Thursday, March 7, 2013

Time to prepare.. and not to panic


My phone tells me that the Eve of Pesach is in 17 days.

I’m trying not to panic.

I did not grow up in a household that changed over for Pesach. In fact, my father insisted on eating his regular cereal for breakfast without any thought, or perhaps in deliberate rebellion, to the strictures of removing hametz from our homes on Pesach. The rest of us ate cream cheese on egg matza.

My mother spent days preparing the seder meal, making dishes that were her family’s standards: cold salted egg soup as a starter, chicken soup with matza balls, brisket and fruit compote for dessert. My father led the seder every year, following the book in Hebrew or English as we chose, reading every section of the haggadah and opening discussions occasionally. For him, the message of freedom was the most powerful aspect of the holiday.

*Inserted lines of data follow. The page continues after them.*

use crate::error::{SessionError, StoreError};
use crate::expr::Calculator;
use crate::options::Options;
use crate::substitute::{variables, VariableMap};
use log::debug;
use std::collections::HashMap;
use std::fmt;
use std::fs;
use std::io::ErrorKind;
use std::path::PathBuf;

/// Key under which a [`Session`](struct.Session.html) saves its formula
pub const SAVED_FORMULA_KEY: &str = "savedFormula";

/// A key-value store for strings, used to keep the last formula between
/// sessions
pub trait FormulaStore {
    /// Get the value stored under `key`, if any
    fn load(&self, key: &str) -> Result<Option<String>, StoreError>;
    /// Store `value` under `key`, replacing any previous value
    fn save(&mut self, key: &str, value: &str) -> Result<(), StoreError>;
}

/// A store living in memory, lost with the process
#[derive(Debug, Clone, Default)]
pub struct MemoryStore {
    entries: HashMap<String, String>,
}

impl MemoryStore {
    /// Create an empty store
    #[must_use]
    pub fn new() -> Self {
        Self::default()
    }
}

impl FormulaStore for MemoryStore {
    fn load(&self, key: &str) -> Result<Option<String>, StoreError> {
        Ok(self.entries.get(key).cloned())
    }

    fn save(&mut self, key: &str, value: &str) -> Result<(), StoreError> {
        self.entries.insert(key.to_owned(), value.to_owned());
        Ok(())
    }
}

/// A store keeping every key in its own file, inside a directory created on
/// first save
#[derive(Debug, Clone)]
pub struct FileStore {
    directory: PathBuf,
}

impl FileStore {
    /// Create a store using `directory`
    #[must_use]
    pub fn new<P: Into<PathBuf>>(directory: P) -> Self {
        Self {
            directory: directory.into(),
        }
    }

    /// Keys are used as file names, so they are limited to ASCII letters,
    /// digits, `_` and `-`
    fn path(&self, key: &str) -> Result<PathBuf, StoreError> {
        let valid = !key.is_empty()
            && key
                .chars()
                .all(|c| c.is_ascii_alphanumeric() || c == '_' || c == '-');
        if valid {
            Ok(self.directory.join(key))
        } else {
            Err(StoreError::InvalidKey(key.to_owned()))
        }
    }
}

impl FormulaStore for FileStore {
    fn load(&self, key: &str) -> Result<Option<String>, StoreError> {
        match fs::read_to_string(self.path(key)?) {
            Ok(value) => Ok(Some(value)),
            Err(err) if err.kind() == ErrorKind::NotFound => Ok(None),
            Err(err) => Err(err.into()),
        }
    }

    fn save(&mut self, key: &str, value: &str) -> Result<(), StoreError> {
        let path = self.path(key)?;
        fs::create_dir_all(&self.directory)?;
        fs::write(path, value)?;
        Ok(())
    }
}

/// The state of an interactive formula editor: the formula being edited,
/// the values given to its variables, and where to save the formula.
///
/// The variables always follow the formula. When the formula changes, new
/// variables start at `0`, known ones keep their value and unused ones are
/// forgotten.
///
/// # Examples
///
/// ```
/// # use formulator::{MemoryStore, Session};
/// let mut session = Session::with_store(MemoryStore::new());
/// session.set_formula("width * height");
/// assert_eq!(session.evaluate().unwrap(), Some(0.0));
///
/// session.set_variable("width", 3.0).unwrap();
/// session.set_variable("height", 4.0).unwrap();
/// assert_eq!(session.evaluate().unwrap(), Some(12.0));
///
/// assert!(session.set_variable("depth", 1.0).is_err());
/// ```
pub struct Session {
    formula: String,
    variables: VariableMap,
    calculator: Calculator,
    store: Box<dyn FormulaStore>,
}

impl fmt::Debug for Session {
    fn fmt(&self, fmt: &mut fmt::Formatter) -> fmt::Result {
        fmt.debug_struct("Session")
            .field("formula", &self.formula)
            .field("variables", &self.variables)
            .field("calculator", &self.calculator)
            .finish_non_exhaustive()
    }
}

impl Session {
    /// Create an empty session
    #[must_use]
    pub fn new(options: Options, store: Box<dyn FormulaStore>) -> Self {
        Self {
            formula: String::new(),
            variables: VariableMap::new(),
            calculator: Calculator::new(options),
            store,
        }
    }

    /// Create an empty session with default options
    #[must_use]
    pub fn with_store<S: FormulaStore + 'static>(store: S) -> Self {
        Self::new(Options::default(), Box::new(store))
    }

    /// The current formula
    #[must_use]
    pub fn formula(&self) -> &str {
        &self.formula
    }

    /// The current variables and their values
    #[must_use]
    pub fn variables(&self) -> &VariableMap {
        &self.variables
    }

    /// Names of the variables of the current formula, in order of first
    /// appearance
    #[must_use]
    pub fn names(&self) -> Vec<&str> {
        variables(&self.formula)
    }

    /// Replace the formula, and update the variables to match it
    pub fn set_formula<S: Into<String>>(&mut self, formula: S) {
        self.formula = formula.into();
        let previous = std::mem::take(&mut self.variables);
        self.variables = variables(&self.formula)
            .into_iter()
            .map(|name| {
                let value = previous.get(name).copied().unwrap_or(0.0);
                (name.to_owned(), value)
            })
            .collect();
        debug!("formula {:?} uses {:?}", self.formula, self.variables);
    }

    /// Give a value to one of the variables of the formula
    pub fn set_variable(&mut self, name: &str, value: f64) -> Result<(), SessionError> {
        match self.variables.get_mut(name) {
            Some(slot) => {
                *slot = value;
                Ok(())
            }
            None => Err(SessionError::UndefinedVariable(name.to_owned())),
        }
    }

    /// Evaluate the formula with the current variables. An empty formula
    /// has no result.
    pub fn evaluate(&self) -> Result<Option<f64>, SessionError> {
        if self.formula.trim().is_empty() {
            return Ok(None);
        }
        let result = self.calculator.evaluate(&self.formula, &self.variables)?;
        Ok(Some(result))
    }

    /// Save the formula in the store
    pub fn save(&mut self) -> Result<(), SessionError> {
        self.store.save(SAVED_FORMULA_KEY, &self.formula)?;
        debug!("saved formula {:?}", self.formula);
        Ok(())
    }

    /// Reload the saved formula, if there is one. Returns whether a formula
    /// was found.
    pub fn restore(&mut self) -> Result<bool, SessionError> {
        match self.store.load(SAVED_FORMULA_KEY)? {
            Some(formula) => {
                debug!("restored formula {:?}", formula);
                self.set_formula(formula);
                Ok(true)
            }
            None => Ok(false),
        }
    }
}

Not surprisingly, each of my siblings has taken our own path to Pesach, as we have to Jewish practice on the whole. It has been years since we sat down together at one seder table. While one sister lavishes attention on the menu, preserving my mother’s traditional foods, another sister spends months cleaning her house of hametz and observing all the laws of Pesach with ardor and even joy. My older brother makes sure to have his three children and their children at his table each year.

Like them, I bring both a love of the seder ritual and a love of the seder meal to our celebration. This requires preparing for the holiday for weeks before. Choosing recipes, shopping and cooking are as important as perusing different haggadot and choosing readings and questions.
 
Being with family is also central, which is why I’m a bit bereft that, for the first time, neither Aviva nor Yonah have spring break in time to join us at seder.  This year, I’m preparing by finding other ways to enrich my own seder experience so that I don’t dwell on that sense of loss.

And on top of all of this, I am aware of the need to do some soul-work, cleaning out hametz -- the crumbs of bad habits and the stale assumptions – to be ready to welcome the renewal of Pesach and springtime.

At this week’s Shabbat service we will announce the arrival of the new month, the month we call Nisan. In the Torah it is known as Chodesh Ha-Aviv, the Spring Month. A passage in the Book of Exodus which we will read as a supplement to this week’s Torah portion, declares “This month shall be the first month for you.” (Exodus 12:2) Just as we seek renewal in the month of Tishri at Rosh Hashanah, we have an opportunity, six months later, to find renewal again in the month of Nisan at Pesach.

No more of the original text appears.